//! Auth Service
//!
//! Administrator login with argon2 password hashes and HS256 bearer tokens.

use std::sync::Arc;

use argon2::{
    password_hash::{rand_core::OsRng, PasswordHash, PasswordHasher, PasswordVerifier, SaltString},
    Argon2,
};
use chrono::{DateTime, Duration, Utc};
use jsonwebtoken::{decode, encode, Algorithm, DecodingKey, EncodingKey, Header, Validation};
use serde::{Deserialize, Serialize};

use crate::domain::NewUser;
use crate::error::{AppError, AppResult};
use crate::store::Store;

/// JWT claims
#[derive(Debug, Clone, PartialEq, Serialize, Deserialize)]
pub struct Claims {
    /// Username
    pub sub: String,
    pub role: String,
    pub iat: i64,
    pub exp: i64,
}

/// Token handed out on successful login
#[derive(Debug, Clone)]
pub struct IssuedToken {
    pub token: String,
    pub username: String,
    pub role: String,
    pub expires_at: DateTime<Utc>,
}

#[derive(Clone)]
pub struct AuthService {
    store: Arc<dyn Store>,
    jwt_secret: String,
    expiration: Duration,
}

impl AuthService {
    pub fn new(store: Arc<dyn Store>, jwt_secret: impl Into<String>, expiration_hours: i64) -> Self {
        Self {
            store,
            jwt_secret: jwt_secret.into(),
            expiration: Duration::hours(expiration_hours),
        }
    }

    /// Check credentials against an active user and issue a token
    pub async fn login(&self, username: &str, password: &str) -> AppResult<IssuedToken> {
        let Some(user) = self.store.find_active_user(username).await? else {
            tracing::warn!(username, "Login failed: unknown or inactive user");
            return Err(AppError::InvalidCredentials);
        };

        if !verify_password(password, &user.password_hash) {
            tracing::warn!(username, "Login failed: wrong password");
            return Err(AppError::InvalidCredentials);
        }

        let issued = self.issue(&user.username, &user.role, Utc::now())?;
        tracing::info!(username = %issued.username, "Login succeeded");

        Ok(issued)
    }

    fn issue(&self, username: &str, role: &str, now: DateTime<Utc>) -> AppResult<IssuedToken> {
        let expires_at = now + self.expiration;
        let claims = Claims {
            sub: username.to_string(),
            role: role.to_string(),
            iat: now.timestamp(),
            exp: expires_at.timestamp(),
        };

        let token = encode(
            &Header::new(Algorithm::HS256),
            &claims,
            &EncodingKey::from_secret(self.jwt_secret.as_bytes()),
        )
        .map_err(|e| AppError::Internal(format!("Failed to sign token: {}", e)))?;

        Ok(IssuedToken {
            token,
            username: claims.sub,
            role: claims.role,
            expires_at,
        })
    }

    /// Verify signature and expiry
    pub fn validate(&self, token: &str) -> AppResult<Claims> {
        let decoding_key = DecodingKey::from_secret(self.jwt_secret.as_bytes());
        let validation = Validation::new(Algorithm::HS256);

        decode::<Claims>(token, &decoding_key, &validation)
            .map(|data| data.claims)
            .map_err(|e| {
                tracing::debug!("Token rejected: {}", e);
                AppError::InvalidToken
            })
    }

    /// Create the user unless the username is taken. Returns whether a user
    /// was inserted.
    pub async fn ensure_user(&self, username: &str, password: &str, role: &str) -> AppResult<bool> {
        if self.store.user_exists(username).await? {
            return Ok(false);
        }

        let user = NewUser {
            username: username.to_string(),
            password_hash: hash_password(password)?,
            role: role.to_string(),
        };
        self.store.insert_user(&user, Utc::now()).await?;

        tracing::info!(username, role, "User created");
        Ok(true)
    }
}

/// Argon2id hash in PHC string format
pub fn hash_password(password: &str) -> AppResult<String> {
    let salt = SaltString::generate(&mut OsRng);
    Argon2::default()
        .hash_password(password.as_bytes(), &salt)
        .map(|hash| hash.to_string())
        .map_err(|e| AppError::Internal(format!("Hashing failed: {}", e)))
}

fn verify_password(password: &str, stored_hash: &str) -> bool {
    match PasswordHash::new(stored_hash) {
        Ok(parsed) => Argon2::default()
            .verify_password(password.as_bytes(), &parsed)
            .is_ok(),
        Err(e) => {
            tracing::error!("Stored password hash is malformed: {}", e);
            false
        }
    }
}

#[cfg(test)]
mod tests {
    use super::*;
    use crate::domain::user::DEFAULT_ROLE;
    use crate::store::MemoryStore;

    async fn service() -> AuthService {
        let service = AuthService::new(Arc::new(MemoryStore::new()), "test-secret", 24);
        service.ensure_user("admin", "password", DEFAULT_ROLE).await.unwrap();
        service
    }

    #[tokio::test]
    async fn test_login_issues_valid_token() {
        let service = service().await;

        let issued = service.login("admin", "password").await.unwrap();
        assert_eq!(issued.username, "admin");
        assert_eq!(issued.role, "ADMIN");

        let claims = service.validate(&issued.token).unwrap();
        assert_eq!(claims.sub, "admin");
        assert_eq!(claims.exp - claims.iat, 24 * 3600);
    }

    #[tokio::test]
    async fn test_login_rejects_bad_credentials() {
        let service = service().await;

        assert!(matches!(
            service.login("admin", "wrong").await,
            Err(AppError::InvalidCredentials)
        ));
        assert!(matches!(
            service.login("nobody", "password").await,
            Err(AppError::InvalidCredentials)
        ));
    }

    #[tokio::test]
    async fn test_ensure_user_is_idempotent() {
        let service = service().await;

        assert!(!service.ensure_user("admin", "other", DEFAULT_ROLE).await.unwrap());
        // Previous password still works
        assert!(service.login("admin", "password").await.is_ok());
    }

    #[tokio::test]
    async fn test_expired_token_is_invalid() {
        let service = service().await;
        let issued = service
            .issue("admin", "ADMIN", Utc::now() - Duration::hours(48))
            .unwrap();

        assert!(matches!(service.validate(&issued.token), Err(AppError::InvalidToken)));
    }

    #[tokio::test]
    async fn test_token_signed_with_other_secret_is_invalid() {
        let service = service().await;
        let other = AuthService::new(Arc::new(MemoryStore::new()), "another-secret", 24);
        let issued = other.issue("admin", "ADMIN", Utc::now()).unwrap();

        assert!(matches!(service.validate(&issued.token), Err(AppError::InvalidToken)));
        assert!(matches!(service.validate("not-a-jwt"), Err(AppError::InvalidToken)));
    }

    #[test]
    fn test_hash_password_round_trip() {
        let hash = hash_password("manager123").unwrap();
        assert!(hash.starts_with("$argon2"));
        assert!(verify_password("manager123", &hash));
        assert!(!verify_password("manager124", &hash));
        assert!(!verify_password("manager123", "not-a-hash"));
    }
}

* _What you are asked to do_: In the records above, find the lines containing "unwrap" and copy them.

* _Task response_:
        service.ensure_user("admin", "password", DEFAULT_ROLE).await.unwrap();
        let issued = service.login("admin", "password").await.unwrap();
        let claims = service.validate(&issued.token).unwrap();
        assert!(!service.ensure_user("admin", "other", DEFAULT_ROLE).await.unwrap());
            .unwrap();
        let issued = other.issue("admin", "ADMIN", Utc::now()).unwrap();
        let hash = hash_password("manager123").unwrap();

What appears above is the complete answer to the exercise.